Collected data entries >>

*** Begin section ***

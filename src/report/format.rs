//! Terminal formatting for the run summary and the daily series table.

use crate::app::pipeline::RunOutput;
use crate::domain::{AnalysisConfig, DailyCountSeries, FitOutcome, OmoriParams};
use crate::models::omori_rate;

/// Half-width of the band around `p = 1` reported as "classic Omori decay".
pub const P_UNITY_TOLERANCE: f64 = 0.05;

/// Qualitative reading of the decay exponent.
#[derive(Debug, Clone, Copy, PartialEq, Eq)]
pub enum DecayReading {
    /// `p > 1`: activity died out faster than the classic law.
    Faster,
    /// `p < 1`: activity lingered; elevated hazard persists longer.
    Slower,
    /// `p ≈ 1`.
    Classic,
}

impl DecayReading {
    pub fn from_p(p: f64) -> Self {
        if (p - 1.0).abs() <= P_UNITY_TOLERANCE {
            DecayReading::Classic
        } else if p > 1.0 {
            DecayReading::Faster
        } else {
            DecayReading::Slower
        }
    }

    pub fn describe(self) -> &'static str {
        match self {
            DecayReading::Faster => {
                "p > 1.0: aftershock activity decayed faster than the classic Omori law; the fault zone released stress quickly."
            }
            DecayReading::Slower => {
                "p < 1.0: aftershock activity decayed more slowly than the classic Omori law; elevated hazard persists for longer."
            }
            DecayReading::Classic => "p ≈ 1.0: decay is consistent with the classic Omori law.",
        }
    }
}

/// Format the full run summary (catalog, mainshock, fit, interpretation).
pub fn format_run_summary(run: &RunOutput, config: &AnalysisConfig) -> String {
    let mut out = String::new();
    let main = &run.prepared.mainshock;
    let params = run.outcome.params();

    out.push_str("=== omori - Aftershock Decay Fit ===\n");
    out.push_str(&format!("Catalog: {}\n", config.catalog_path.display()));
    match run.catalog.time_span() {
        Some((start, end)) => out.push_str(&format!(
            "Events: n={} | {} .. {}\n",
            run.catalog.len(),
            start.format("%Y-%m-%d %H:%M:%S"),
            end.format("%Y-%m-%d %H:%M:%S")
        )),
        None => out.push_str(&format!("Events: n={}\n", run.catalog.len())),
    }
    if run.catalog.columns.positional {
        out.push_str("Columns: positional (Time, Latitude, Longitude, Depth_Km, Magnitude)\n");
    }

    out.push_str("\nMainshock:\n");
    out.push_str(&format!("- time     : {} (UTC)\n", main.time().format("%Y-%m-%d %H:%M:%S")));
    out.push_str(&format!("- magnitude: M{:.1}\n", main.magnitude()));
    if let (Some(lat), Some(lon)) = (main.event.latitude, main.event.longitude) {
        let depth = main
            .event
            .depth_km
            .map(|d| format!(", depth {d:.1} km"))
            .unwrap_or_default();
        out.push_str(&format!("- location : {lat:.3}, {lon:.3}{depth}\n"));
    }

    out.push_str(&format!(
        "\nAftershocks (M >= {:.1}): n={} over {} non-empty day(s)\n",
        config.min_magnitude,
        run.prepared.aftershock_count,
        run.prepared.series.len()
    ));
    if let Some(first) = run.prepared.series.points.first() {
        out.push_str(&format!(
            "First bucket: t={:.1} d, N={}\n",
            first.elapsed_days, first.count
        ));
    }

    out.push_str("\nOmori fit: N(t) = K / (t + c)^p\n");
    match &run.outcome {
        FitOutcome::Converged { evaluations, .. } => {
            out.push_str(&format!("- status: converged ({evaluations} evaluations)\n"));
        }
        FitOutcome::Fallback { reason, .. } => {
            out.push_str(&format!("- status: FAILED ({reason})\n"));
            out.push_str("- showing the initial guess; R² forced to 0\n");
        }
    }
    out.push_str(&format!("- R²: {:.4}\n", run.outcome.r_squared()));
    out.push_str(&format!("- K (activity scale): {:.2}\n", params.k));
    out.push_str(&format!("- c (time offset)   : {:.2} days\n", params.c));
    out.push_str(&format!("- p (decay rate)    : {:.3}\n", params.p));

    out.push_str("\nInterpretation:\n");
    out.push_str(&format!("{}\n", DecayReading::from_p(params.p).describe()));

    out
}

/// Format the daily series with the fitted rate next to each observation.
pub fn format_series_table(series: &DailyCountSeries, params: &OmoriParams) -> String {
    let mut out = String::new();
    out.push_str(&format!("{:>8} {:>8} {:>10} {:>10}\n", "t_days", "N_obs", "N_fit", "residual"));
    out.push_str(&format!("{:-<8} {:-<8} {:-<10} {:-<10}\n", "", "", "", ""));
    for p in &series.points {
        let fitted = omori_rate(p.elapsed_days, params);
        out.push_str(&format!(
            "{:>8.1} {:>8} {:>10.2} {:>10.2}\n",
            p.elapsed_days,
            p.count,
            fitted,
            p.count as f64 - fitted
        ));
    }
    out
}

/// Legend text for charts, e.g. `N(t) = 100 / (t + 0.00)^1.000, R² = 0.9990`.
pub fn model_label(outcome: &FitOutcome) -> String {
    let params = outcome.params();
    format!(
        "N(t) = {:.0} / (t + {:.2})^{:.3}, R² = {:.4}",
        params.k,
        params.c,
        params.p,
        outcome.r_squared()
    )
}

*** End section ***

TASK BRIEF >>
Across the records, how many lines contain "crate"? Only the number should be given.

TASK RESULT >>
3